MC-dropout forecaster for uncertainty prediction.

Parameters
  • kernel_type (str, optional) – Type of recurrent net (RNN, LSTM, GRU). Defaults to ‘LSTM’.

  • input_size (int, optional) – Size of rnn input features. Defaults to 128.

  • hidden_sizes (list, optional) – Number of hidden units per layer. Defaults to [128,64].

  • prediction_window_size (int, optional) – Prediction window size. Defaults to 1.

  • activation (str,optional) – The activation func to use. Can be either 'tanh' or 'relu'. Default: 'relu'

  • dropout_rate (float, optional) – Defaults to 0.2.
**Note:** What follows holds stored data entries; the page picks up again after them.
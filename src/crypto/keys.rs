// Copyright 2025 Chainflip Labs GmbH
//
// Licensed under the Apache License, Version 2.0 (the "License");
// you may not use this file except in compliance with the License.
// You may obtain a copy of the License at
//
//     http://www.apache.org/licenses/LICENSE-2.0
//
// Unless required by applicable law or agreed to in writing, software
// distributed under the License is distributed on an "AS IS" BASIS,
// WITHOUT WARRANTIES OR CONDITIONS OF ANY KIND, either express or implied.
// See the License for the specific language governing permissions and
// limitations under the License.
//
// SPDX-License-Identifier: Apache-2.0

//! Long-lived and ephemeral Ed25519 keys, expanded per RFC 8032 §5.1.5.

use rand::RngCore;
use sha2::{Digest, Sha512};
use zeroize::{Zeroize, ZeroizeOnDrop};

use super::{point::Point, scalar::Scalar};
use crate::PartyIndex;

/// `SHA-512(sk_seed) = (h0 ‖ h1)`; `h0` clamped becomes the secret scalar `a`,
/// `h1` becomes the nonce-derivation `prefix`.
fn expand_seed(sk_seed: &[u8; 32]) -> (Scalar, [u8; 32]) {
	let hash = Sha512::digest(sk_seed);
	let mut h0 = [0u8; 32];
	let mut h1 = [0u8; 32];
	h0.copy_from_slice(&hash[..32]);
	h1.copy_from_slice(&hash[32..]);
	(Scalar::from_clamped_bytes(h0), h1)
}

/// A party's long-lived key material, created once at keygen and held for
/// the lifetime of the share. `sk_seed` and `a` are zeroized on drop.
#[derive(ZeroizeOnDrop)]
pub struct LongLivedKey {
	#[zeroize(skip)]
	pub party_index: PartyIndex,
	sk_seed: [u8; 32],
	pub a: Scalar,
	pub prefix: [u8; 32],
	#[zeroize(skip)]
	pub y: Point,
}

impl std::fmt::Debug for LongLivedKey {
	fn fmt(&self, f: &mut std::fmt::Formatter<'_>) -> std::fmt::Result {
		f.debug_struct("LongLivedKey")
			.field("party_index", &self.party_index)
			.field("y", &self.y)
			.finish_non_exhaustive()
	}
}

impl LongLivedKey {
	/// Draw fresh randomness for `sk_seed` and expand it per RFC 8032 §5.1.5.
	pub fn create(party_index: PartyIndex, rng: &mut impl RngCore) -> Self {
		let mut sk_seed = [0u8; 32];
		rng.fill_bytes(&mut sk_seed);
		Self::create_from_private(party_index, sk_seed)
	}

	/// Same expansion, but `sk_seed` is supplied rather than drawn at random.
	pub fn create_from_private(party_index: PartyIndex, sk_seed: [u8; 32]) -> Self {
		let (a, prefix) = expand_seed(&sk_seed);
		let y = Point::from_scalar(&a);
		LongLivedKey { party_index, sk_seed, a, prefix, y }
	}
}

/// A per-message, single-use key whose scalar is the Ed25519 nonce `r`.
/// Deterministic given `(prefix, message)`, per RFC 8032 §5.1.6.
#[derive(ZeroizeOnDrop)]
pub struct EphemeralKey {
	#[zeroize(skip)]
	pub party_index: PartyIndex,
	pub r: Scalar,
	#[zeroize(skip)]
	pub r_point: Point,
}

impl std::fmt::Debug for EphemeralKey {
	fn fmt(&self, f: &mut std::fmt::Formatter<'_>) -> std::fmt::Result {
		f.debug_struct("EphemeralKey")
			.field("party_index", &self.party_index)
			.field("r_point", &self.r_point)
			.finish_non_exhaustive()
	}
}

impl EphemeralKey {
	pub fn derive(party_index: PartyIndex, prefix: &[u8; 32], message: &[u8]) -> Self {
		let r = super::signing::compute_nonce_share(prefix, message);
		let r_point = Point::from_scalar(&r);
		EphemeralKey { party_index, r, r_point }
	}
}

#[cfg(test)]
mod tests {
	use super::*;
	use rand::{rngs::StdRng, SeedableRng};

	#[test]
	fn create_from_private_is_deterministic() {
		let seed = [42u8; 32];
		let k1 = LongLivedKey::create_from_private(0, seed);
		let k2 = LongLivedKey::create_from_private(0, seed);
		assert_eq!(k1.y, k2.y);
		assert_eq!(k1.prefix, k2.prefix);
	}

	#[test]
	fn ephemeral_key_is_deterministic_given_prefix_and_message() {
		let mut rng = StdRng::from_seed([3u8; 32]);
		let key = LongLivedKey::create(1, &mut rng);
		let e1 = EphemeralKey::derive(1, &key.prefix, b"hello");
		let e2 = EphemeralKey::derive(1, &key.prefix, b"hello");
		assert_eq!(e1.r_point, e2.r_point);

		let e3 = EphemeralKey::derive(1, &key.prefix, b"different message");
		assert_ne!(e1.r_point, e3.r_point);
	}
}
// Copyright 2025 Chainflip Labs GmbH
//
// Licensed under the Apache License, Version 2.0 (the "License");
// you may not use this file except in compliance with the License.
// You may obtain a copy of the License at
//
//     http://www.apache.org/licenses/LICENSE-2.0
//
// Unless required by applicable law or agreed to in writing, software
// distributed under the License is distributed on an "AS IS" BASIS,
// WITHOUT WARRANTIES OR CONDITIONS OF ANY KIND, either express or implied.
// See the License for the specific language governing permissions and
// limitations under the License.
//
// SPDX-License-Identifier: Apache-2.0

//! Full-lifecycle scenarios driving [`Coordinator`] and [`PartyAgent`]
//! together, the way a transport layer would: every message the parties
//! exchange passes through the coordinator's collect/distribute calls.

use std::collections::BTreeMap;

use rand::{rngs::StdRng, SeedableRng};
use threshold_eddsa::{
	coordinator::Coordinator,
	crypto::{self, Signature},
	party::PartyAgent,
	types::{EphShareBundle, LocalSigReport, ShareBundle, SharedKeyReport},
	ThresholdError,
};

/// Runs a full DKG for `ids` (assigns indices by lexicographic sort of
/// `ids`, matching the coordinator's own rule) and returns the coordinator,
/// one `PartyAgent` per id in protocol-index order, and the joint key.
fn run_keygen(ids: &[&str], threshold: u32, rng: &mut StdRng) -> (Coordinator, Vec<PartyAgent>, threshold_eddsa::crypto::Point) {
	let n = ids.len() as u32;
	let mut coordinator = Coordinator::new();
	coordinator.start_keygen(threshold, n).unwrap();

	// Registration order is irrelevant; indices are assigned by sorting ids.
	let mut sorted_ids = ids.to_vec();
	sorted_ids.sort_unstable();

	// A throwaway registration pass: the coordinator only assigns protocol
	// indices once every party has registered a key, but constructing a real
	// `PartyAgent` requires knowing that index up front (it feeds the VSS
	// share's x-coordinate). So register once with disposable keys purely to
	// learn the assignment, then register again with the real ones below.
	for &id in ids {
		let mut agent = PartyAgent::new(0);
		let y_i = agent.register(rng).unwrap();
		coordinator.register_party(id, y_i).unwrap();
	}

	// Re-create each agent with its coordinator-assigned index (the agent
	// itself never claims an index; the coordinator hands it out).
	let mut agents: Vec<PartyAgent> = Vec::with_capacity(n as usize);
	let mut opens = BTreeMap::new();
	let mut y_by_id = BTreeMap::new();
	for &id in &sorted_ids {
		let idx = coordinator.assigned_index(id).unwrap();
		let mut agent = PartyAgent::new(idx);
		let y_i = agent.register(rng).unwrap();
		y_by_id.insert(id.to_string(), y_i);
		let open = agent.commit(rng).unwrap();
		opens.insert(id.to_string(), open);
		agents.push(agent);
	}
	// Re-register with the freshly created agents' keys (the throwaway
	// registration above only served to let the coordinator assign indices).
	coordinator.start_keygen(threshold, n).unwrap();
	for &id in &sorted_ids {
		coordinator.register_party(id, y_by_id[id]).unwrap();
	}

	let peer_opens = coordinator.collect_commitments(opens).unwrap();

	let mut commit_vecs = BTreeMap::new();
	let mut share_bundles = BTreeMap::new();
	for (i, &id) in sorted_ids.iter().enumerate() {
		let (cv, shares) = agents[i].distribute_shares(rng, threshold, n, &peer_opens).unwrap();
		commit_vecs.insert(id.to_string(), cv.clone());
		share_bundles.insert(id.to_string(), ShareBundle { commitment_vector: cv, shares });
	}

	let construct_packets = coordinator.collect_shares(share_bundles).unwrap();

	let mut reports = BTreeMap::new();
	for (i, &id) in sorted_ids.iter().enumerate() {
		let idx = coordinator.assigned_index(id).unwrap();
		let (y_js, shares_received, commitment_vectors) = &construct_packets[&idx];
		let shared = agents[i].construct_shared(y_js, shares_received, commitment_vectors).unwrap();
		reports.insert(id.to_string(), SharedKeyReport { y_i: y_by_id[id], joint_public_key: shared.joint_public_key });
	}

	let joint_public_key = coordinator.collect_shared_keys(reports).unwrap();
	(coordinator, agents, joint_public_key)
}

/// Runs one signing round with the given signer ids (a subset of the ids
/// `run_keygen` was called with) and returns the final signature.
fn run_signing(
	coordinator: &mut Coordinator,
	agents: &mut [PartyAgent],
	signer_ids: &[&str],
	message: &[u8],
	rng: &mut StdRng,
) -> Signature {
	let id = coordinator.start_signing(message, signer_ids).unwrap();

	let mut sorted_signers = signer_ids.to_vec();
	sorted_signers.sort_unstable();

	let agent_for = |party_id: &str| -> usize {
		let idx = coordinator.assigned_index(party_id).unwrap();
		agents.iter().position(|a| a.party_index() == idx).unwrap()
	};

	let mut handles = BTreeMap::new();
	let mut r_points = BTreeMap::new();
	for &sid in &sorted_signers {
		let a = agent_for(sid);
		let (handle, r_i) = agents[a].open_signing(message).unwrap();
		handles.insert(sid.to_string(), handle);
		r_points.insert(sid.to_string(), r_i);
	}
	coordinator.collect_eph_registrations(id, r_points).unwrap();

	let mut eph_opens = BTreeMap::new();
	for &sid in &sorted_signers {
		let a = agent_for(sid);
		let open = agents[a].eph_commit(rng, handles[sid]).unwrap();
		eph_opens.insert(sid.to_string(), open);
	}
	let peer_opens = coordinator.collect_eph_commitments(id, eph_opens).unwrap();

	let threshold = coordinator.signing_threshold(id).unwrap();
	let subset = coordinator.signing_subset(id).unwrap();

	let mut eph_bundles = BTreeMap::new();
	for &sid in &sorted_signers {
		let a = agent_for(sid);
		let (cv, shares) =
			agents[a].eph_distribute(rng, handles[sid], threshold, &subset, &peer_opens).unwrap();
		eph_bundles.insert(sid.to_string(), EphShareBundle { commitment_vector: cv, shares });
	}
	let construct_packets = coordinator.collect_eph_shares(id, eph_bundles).unwrap();

	let mut sig_reports = BTreeMap::new();
	for &sid in &sorted_signers {
		let a = agent_for(sid);
		let idx = coordinator.assigned_index(sid).unwrap();
		let (r_js, shares_received, eph_commitment_vectors) = &construct_packets[&idx];
		agents[a].construct_eph(handles[sid], r_js, shares_received, eph_commitment_vectors).unwrap();
		let (gamma_i, k) = agents[a].local_sig(handles[sid], message).unwrap();
		sig_reports.insert(sid.to_string(), LocalSigReport { gamma_i, k });
	}

	for &sid in &sorted_signers {
		let a = agent_for(sid);
		agents[a].close_signing(handles[sid]);
	}

	coordinator.collect_local_sigs(id, sig_reports).unwrap()
}

#[test]
fn three_of_three_basic_lifecycle() {
	let mut rng = StdRng::from_seed([100u8; 32]);
	let ids = ["alice", "bob", "carol"];
	let (mut coordinator, mut agents, y) = run_keygen(&ids, 3, &mut rng);

	let message = b"threshold eddsa: three of three";
	let signature = run_signing(&mut coordinator, &mut agents, &ids, message, &mut rng);

	assert!(crypto::verify_ed25519(&signature, message, &y));
}

#[test]
fn minimal_two_of_two_lifecycle() {
	let mut rng = StdRng::from_seed([105u8; 32]);
	let ids = ["alice", "bob"];
	let (mut coordinator, mut agents, y) = run_keygen(&ids, 2, &mut rng);

	let message = b"minimal quorum";
	let signature = run_signing(&mut coordinator, &mut agents, &ids, message, &mut rng);

	assert!(crypto::verify_ed25519(&signature, message, &y));
}

#[test]
fn empty_message_signs_and_verifies() {
	let mut rng = StdRng::from_seed([106u8; 32]);
	let ids = ["alice", "bob", "carol"];
	let (mut coordinator, mut agents, y) = run_keygen(&ids, 2, &mut rng);

	let message: &[u8] = b"";
	let signature = run_signing(&mut coordinator, &mut agents, &["alice", "bob"], message, &mut rng);

	assert!(crypto::verify_ed25519(&signature, message, &y));
}

#[test]
fn single_byte_message_signs_and_verifies() {
	let mut rng = StdRng::from_seed([107u8; 32]);
	let ids = ["alice", "bob", "carol"];
	let (mut coordinator, mut agents, y) = run_keygen(&ids, 2, &mut rng);

	let message: &[u8] = b"m";
	let signature = run_signing(&mut coordinator, &mut agents, &["bob", "carol"], message, &mut rng);

	assert!(crypto::verify_ed25519(&signature, message, &y));
}

#[test]
fn five_party_non_contiguous_subset_matches_any_other_subset() {
	let mut rng = StdRng::from_seed([101u8; 32]);
	let ids = ["p0", "p1", "p2", "p3", "p4"];
	let (mut coordinator, mut agents, y) = run_keygen(&ids, 3, &mut rng);

	let message = b"subset invariance";

	// Two different non-contiguous subsets of size 3 must both produce a
	// valid signature under the same joint key.
	let sig_a = run_signing(&mut coordinator, &mut agents, &["p0", "p2", "p4"], message, &mut rng);
	let sig_b = run_signing(&mut coordinator, &mut agents, &["p1", "p2", "p3"], message, &mut rng);

	assert!(crypto::verify_ed25519(&sig_a, message, &y));
	assert!(crypto::verify_ed25519(&sig_b, message, &y));
}

#[test]
fn two_independent_signing_sessions_on_the_same_keygen_result() {
	let mut rng = StdRng::from_seed([102u8; 32]);
	let ids = ["alice", "bob", "carol", "dave"];
	let (mut coordinator, mut agents, y) = run_keygen(&ids, 3, &mut rng);

	let id_first = coordinator.start_signing(b"message one" as &[u8], &["alice", "bob", "carol"]).unwrap();
	let id_second = coordinator.start_signing(b"message two" as &[u8], &["bob", "carol", "dave"]).unwrap();
	assert_ne!(id_first, id_second);

	let sig_one = run_signing(&mut coordinator, &mut agents, &["alice", "bob", "carol"], b"message one", &mut rng);
	let sig_two = run_signing(&mut coordinator, &mut agents, &["bob", "carol", "dave"], b"message two", &mut rng);

	assert!(crypto::verify_ed25519(&sig_one, b"message one", &y));
	assert!(crypto::verify_ed25519(&sig_two, b"message two", &y));
}

#[test]
fn insufficient_signers_is_rejected() {
	let mut rng = StdRng::from_seed([103u8; 32]);
	let ids = ["alice", "bob", "carol"];
	let (mut coordinator, _agents, _y) = run_keygen(&ids, 3, &mut rng);

	let err = coordinator.start_signing(b"too few" as &[u8], &["alice", "bob"]).unwrap_err();
	assert_eq!(err, ThresholdError::InsufficientSigners { got: 2, needed: 3 });
}

#[test]
fn mismatched_threshold_is_rejected_at_keygen_start() {
	let mut coordinator = Coordinator::new();
	assert!(coordinator.start_keygen(1, 3).is_err());
	assert!(coordinator.start_keygen(4, 3).is_err());
	assert!(coordinator.start_keygen(2, 3).is_ok());
}

#[test]
fn tampered_share_aborts_the_keygen_round() {
	let mut rng = StdRng::from_seed([104u8; 32]);
	let ids = ["alice", "bob", "carol"];
	let n = 3u32;
	let threshold = 2u32;

	let mut coordinator = Coordinator::new();
	coordinator.start_keygen(threshold, n).unwrap();

	let mut sorted_ids = ids.to_vec();
	sorted_ids.sort_unstable();

	// First pass just to learn assigned indices (mirrors run_keygen).
	for &id in &ids {
		let mut dummy = PartyAgent::new(0);
		let y_i = dummy.register(&mut rng).unwrap();
		coordinator.register_party(id, y_i).unwrap();
	}
	coordinator.start_keygen(threshold, n).unwrap();

	let mut agents = Vec::new();
	let mut opens = BTreeMap::new();
	for &id in &sorted_ids {
		let idx = coordinator.assigned_index(id).unwrap();
		let mut agent = PartyAgent::new(idx);
		let y_i = agent.register(&mut rng).unwrap();
		coordinator.register_party(id, y_i).unwrap();
		let open = agent.commit(&mut rng).unwrap();
		opens.insert(id.to_string(), open);
		agents.push(agent);
	}

	let peer_opens = coordinator.collect_commitments(opens).unwrap();

	let mut share_bundles = BTreeMap::new();
	for (i, &id) in sorted_ids.iter().enumerate() {
		let (cv, mut shares) = agents[i].distribute_shares(&mut rng, threshold, n, &peer_opens).unwrap();
		if id == sorted_ids[0] {
			// Corrupt the share this party sends to the next recipient.
			let victim = coordinator.assigned_index(sorted_ids[1]).unwrap();
			let tampered = shares[&victim] + crypto::Scalar::from_u32(1);
			shares.insert(victim, tampered);
		}
		share_bundles.insert(id.to_string(), ShareBundle { commitment_vector: cv, shares });
	}

	let construct_packets = coordinator.collect_shares(share_bundles).unwrap();
	let victim_idx = coordinator.assigned_index(sorted_ids[1]).unwrap();
	let victim_agent = agents.iter_mut().find(|a| a.party_index() == victim_idx).unwrap();
	let (y_js, shares_received, commitment_vectors) = &construct_packets[&victim_idx];

	let err = victim_agent.construct_shared(y_js, shares_received, commitment_vectors).unwrap_err();
	match err {
		ThresholdError::ProtocolFailure { .. } => {},
		other => panic!("expected ProtocolFailure, got {other:?}"),
	}
}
  • variance (bool, optional) – Whether to add a variance item at the last layer to indicate uncertainty. Default to True

  • lr (float, optional) – Learning rate. Defaults to 0.0002.

  • weight_decay (float, optional) – Weight decay. Defaults to 1e-4.

  • grad_clip (int, optional) – Gradient clipping. Defaults to 10.

  • epochs (int, optional) – Upper epoch limit. Defaults to 200.

  • batch_size (int, optional) – Batch size. Defaults to 1024.

  • window_size (int, optional) – LSTM input sequence length. Defaults to 15.

  • model_path (str, optional) – The path to save or load model. Defaults to ‘./model’.

  • seed (int, optional) – Seed. Defaults to 1111.

model

regular MC-dropout model.

evaluation_model(scaler, test_data, test_label, t=1, confidence=95, mc_times=400)

Get predictive intervals and evaluation scores.

Parameters
  • scaler – receive the scaler of data loader

  • test_data (numpy array) – The 3-D input sequence (n_samples,window_size,n_features)

  • test_label (numpy array) – The 2-D input sequence (n_samples,prediction_window_size)

  • t (optional, int) – the forecasting horizon, default to 1

  • confidence (optional, int) – the confidence of predictive intervals. Default to 95, output 95% predictive intervals.

  • mc_times (optional, int) – the sampling times of MC dropout, Default to 400

Returns

the lower bound and the upper bound arrays of the predictive intervals for test data. rmse (float): the rmse score calibration error (float): the uncertainty evaluation score for test data.

Return type

PIs (two numpy arrays)

fit(train_data, train_label, val_data, val_label, monitor='val_loss', patience=50, delta=0, verbose=True)

Train the LSTM model.

Parameters
  • train_data (numpy array) – The 3-D input sequence (n_samples,window_size,n_features)

  • train_label (numpy array) – The 2-D input sequence (n_samples,prediction_window_size)

  • val_data (numpy array) – The 3-D input sequence (n_samples,window_size,n_features)

  • val_label (numpy array) – The 2-D input sequence (n_samples,prediction_window_size)

  • patience (int, optional) – Patience argument represents the number of epochs before stopping once your loss starts to increase (stops improving). Defaults to 10.

  • delta (int, optional) – A threshold to whether quantify a loss at some epoch as improvement or not. If the difference of loss is below delta, it is quantified as no improvement. Better to leave it as 0 since we’re interested in when loss becomes worse. Defaults to 0.

  • verbose (bool, optional) – Verbose decides what to print. Defaults to True.

model

a trained model to save to model_path/checkpoint_mc.pt.

forecast(scaler, test_data, t=1, confidence=95, mc_times=400, is_uncertainty=True)

Get predictive intervals and evaluation scores.

Parameters
  • scaler – receive the scaler of data loader

  • test_data (numpy array) – The 3-D input sequence (n_samples,window_size,n_features)

  • t (optional, int) – the forecasting horizon, default to 1

  • confidence (optional, int) – the confidence of predictive intervals. Default to 95, output 95% predictive intervals.

  • mc_times (optional, int) – the sampling times of MC dropout, Default to 400

  • is_uncertainty (optional, bool) – whether to get uncertainty, if true, outputing PIs, if false, outputing means. Defaults to True.

Returns

the lower bound and the upper bound arrays of the predictive intervals for test data.

Return type

PIs (two numpy arrays)

load_model(path=PosixPath('model/checkpoint_mc.pt'))

Load Pytorch model.

Parameters

model_path (string or path) – Path for loading model.

save_model(model_path=PosixPath('model/checkpoint_mc.pt'))

Save pytorch model.

Parameters

model_path (string or path) – Path for saving model.